§ What is required
Each line of the records containing "struct" is to be copied out and returned.

§ Available data
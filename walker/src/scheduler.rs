//! The Scheduler - drives one walker through its queue.
//!
//! Each popped location is visited under the graph's write lock. Abilities
//! run in a fixed order:
//! 1. entry abilities of the location's type for this walker
//! 2. entry abilities of the walker's type for this location
//! 3. exit abilities of the walker's type for this location
//! 4. exit abilities of the location's type for this walker
//!
//! Within each step, abilities run in registration order.

use crate::context::{AbilityContext, Flow};
use crate::error::{AbilityError, RunFault};
use crate::reporter::Reporter;
use crate::walker::{RunState, Walker};
use crate::{AbilityFn, AbilityRegistry};
use osp_core::{Archetype, Attributes, Location, Value};
use osp_graph::{Graph, SharedGraph};
use osp_registry::{Ability, Trigger};
use std::any::Any;
use std::panic::{self, AssertUnwindSafe};
use std::sync::atomic::{AtomicBool, Ordering};
use std::sync::Arc;
use std::time::Instant;
use tracing::{debug, info, trace, warn};

/// Default queue length above which a run logs a growth warning.
pub const DEFAULT_QUEUE_WARN_LEN: usize = 100_000;

/// Shared flag for stopping a run from another thread.
#[derive(Debug, Clone, Default)]
pub struct CancelToken {
    flag: Arc<AtomicBool>,
}

impl CancelToken {
    pub fn new() -> Self {
        Self::default()
    }

    /// Request cancellation. The run stops at its next dispatch boundary.
    pub fn cancel(&self) {
        self.flag.store(true, Ordering::SeqCst);
    }

    pub fn is_cancelled(&self) -> bool {
        self.flag.load(Ordering::SeqCst)
    }
}

/// Options for a single run.
#[derive(Debug, Clone)]
pub struct SchedulerOptions {
    /// Stop the run once this instant has passed.
    pub deadline: Option<Instant>,
    /// Stop the run once this token is cancelled.
    pub cancel: Option<CancelToken>,
    /// Log every ability body at trace level.
    pub trace_dispatch: bool,
    /// Warn once when the queue grows past this length.
    pub queue_warn_len: usize,
}

impl Default for SchedulerOptions {
    fn default() -> Self {
        Self {
            deadline: None,
            cancel: None,
            trace_dispatch: false,
            queue_warn_len: DEFAULT_QUEUE_WARN_LEN,
        }
    }
}

/// Why a run stopped before its queue ran empty.
#[derive(Debug, Clone, Copy, PartialEq, Eq)]
pub enum DisengageCause {
    /// An ability called `disengage`.
    Ability,
    /// The run's cancel token fired.
    Cancelled,
    /// The run's deadline passed.
    Deadline,
}

/// The result of a run that did not fault.
#[derive(Debug, Clone)]
pub struct RunOutcome {
    /// Completed or Disengaged.
    pub state: RunState,
    /// Reported values in emission order.
    pub reports: Vec<Value>,
    /// Final walker attributes.
    pub walker_attrs: Attributes,
    /// Number of locations visited.
    pub steps: usize,
    /// Set when the run was disengaged.
    pub disengaged_by: Option<DisengageCause>,
}

/// How a single location's dispatch ended.
enum Step {
    Continue,
    Stop(DisengageCause),
}

/// A failing ability, before the run's state is attached.
struct Failure {
    ability: String,
    error: AbilityError,
}

/// Runs walkers against a shared graph.
pub struct Scheduler<'a> {
    registry: &'a AbilityRegistry,
    graph: &'a SharedGraph,
    options: SchedulerOptions,
}

impl<'a> Scheduler<'a> {
    pub fn new(registry: &'a AbilityRegistry, graph: &'a SharedGraph, options: SchedulerOptions) -> Self {
        Self {
            registry,
            graph,
            options,
        }
    }

    /// Drive `walker` until its queue is empty, it disengages, or an ability
    /// faults.
    ///
    /// The walker must already be spawned on its start location.
    pub fn run(&self, mut walker: Walker) -> Result<RunOutcome, RunFault> {
        let walker_name = self.display_name(walker.archetype());
        info!(walker = %walker_name, queued = walker.queue_len(), "walker run started");

        let mut reporter = Reporter::new();
        let mut steps = 0usize;
        let mut warned = false;
        let mut disengaged_by = None;

        loop {
            if let Some(cause) = self.interrupted() {
                disengaged_by = Some(cause);
                break;
            }
            let Some(here) = walker.pop() else {
                break;
            };

            let mut graph = self.graph.write();
            let Some(here_type) = location_type(&graph, here) else {
                debug!(location = %here, "skipping deleted location");
                continue;
            };

            steps += 1;
            walker.set_state(RunState::Visiting);
            debug!(
                walker = %walker_name,
                location = %here,
                location_type = %self.display_name(here_type),
                step = steps,
                "visiting"
            );

            let step = self.visit(&mut graph, &mut walker, &mut reporter, here, here_type);
            drop(graph);

            match step {
                Ok(Step::Continue) => walker.set_state(RunState::Queued),
                Ok(Step::Stop(cause)) => {
                    disengaged_by = Some(cause);
                    break;
                }
                Err(failure) => {
                    walker.set_state(RunState::Faulted);
                    warn!(
                        walker = %walker_name,
                        ability = %failure.ability,
                        location = %here,
                        error = %failure.error,
                        "ability faulted"
                    );
                    return Err(RunFault {
                        ability: failure.ability,
                        location: here,
                        source: failure.error,
                        reports: reporter.collect(),
                        walker_attrs: walker.into_attributes(),
                    });
                }
            }

            if !warned && walker.queue_len() > self.options.queue_warn_len {
                warned = true;
                warn!(
                    walker = %walker_name,
                    queued = walker.queue_len(),
                    "walker queue is growing without bound"
                );
            }
        }

        let state = match disengaged_by {
            Some(_) => {
                walker.clear_queue();
                RunState::Disengaged
            }
            None => RunState::Completed,
        };
        walker.set_state(state);

        info!(
            walker = %walker_name,
            %state,
            steps,
            reports = reporter.len(),
            "walker run finished"
        );

        Ok(RunOutcome {
            state,
            reports: reporter.collect(),
            walker_attrs: walker.into_attributes(),
            steps,
            disengaged_by,
        })
    }

    /// Run every matching ability at one location.
    fn visit(
        &self,
        graph: &mut Graph,
        walker: &mut Walker,
        reporter: &mut Reporter,
        here: Location,
        here_type: Archetype,
    ) -> Result<Step, Failure> {
        let walker_type = walker.archetype();
        let phases = [
            (here_type, Trigger::Entry, walker_type),
            (walker_type, Trigger::Entry, here_type),
            (walker_type, Trigger::Exit, here_type),
            (here_type, Trigger::Exit, walker_type),
        ];

        for (owner, trigger, counterpart) in phases {
            for ability in self.registry.lookup(owner, trigger, counterpart) {
                if let Some(cause) = self.interrupted() {
                    return Ok(Step::Stop(cause));
                }

                let mut flow = Flow::default();
                self.invoke(ability, graph, walker, reporter, here, here_type, &mut flow)?;

                if flow.disengage {
                    debug!(ability = %ability.name, location = %here, "walker disengaged");
                    return Ok(Step::Stop(DisengageCause::Ability));
                }
                if flow.interrupted() {
                    debug!(ability = %ability.name, location = %here, "skipping rest of location");
                    return Ok(Step::Continue);
                }
            }
        }
        Ok(Step::Continue)
    }

    #[allow(clippy::too_many_arguments)]
    fn invoke(
        &self,
        ability: &Ability<AbilityFn>,
        graph: &mut Graph,
        walker: &mut Walker,
        reporter: &mut Reporter,
        here: Location,
        here_type: Archetype,
        flow: &mut Flow,
    ) -> Result<(), Failure> {
        if self.options.trace_dispatch {
            trace!(
                ability = %ability.name,
                owner = %self.display_name(ability.owner),
                trigger = %ability.trigger,
                location = %here,
                "running ability"
            );
        }

        let mut ctx = AbilityContext::new(graph, self.registry, walker, reporter, here, here_type, flow);
        let result = panic::catch_unwind(AssertUnwindSafe(|| (ability.body)(&mut ctx)))
            .unwrap_or_else(|payload| Err(AbilityError::Panicked(panic_message(payload.as_ref()))));
        result.map_err(|error| Failure {
            ability: ability.name.clone(),
            error,
        })
    }

    fn interrupted(&self) -> Option<DisengageCause> {
        if self.options.cancel.as_ref().map_or(false, CancelToken::is_cancelled) {
            return Some(DisengageCause::Cancelled);
        }
        match self.options.deadline {
            Some(deadline) if Instant::now() >= deadline => Some(DisengageCause::Deadline),
            _ => None,
        }
    }

    fn display_name(&self, archetype: Archetype) -> String {
        self.registry
            .name_of(archetype)
            .map(str::to_string)
            .unwrap_or_else(|| archetype.to_string())
    }
}

fn panic_message(payload: &(dyn Any + Send)) -> String {
    if let Some(message) = payload.downcast_ref::<&str>() {
        (*message).to_string()
    } else if let Some(message) = payload.downcast_ref::<String>() {
        message.clone()
    } else {
        "unknown panic".to_string()
    }
}

/// Archetype of a live location, or None if it was deleted.
fn location_type(graph: &Graph, location: Location) -> Option<Archetype> {
    match location {
        Location::Node(id) => graph.get_node(id).map(|node| Archetype::Node(node.type_id)),
        Location::Edge(id) => graph.get_edge(id).map(|edge| Archetype::Edge(edge.type_id)),
    }
}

§ Task solution
pub struct CancelToken {
pub struct SchedulerOptions {
pub struct RunOutcome {
struct Failure {
pub struct Scheduler<'a> {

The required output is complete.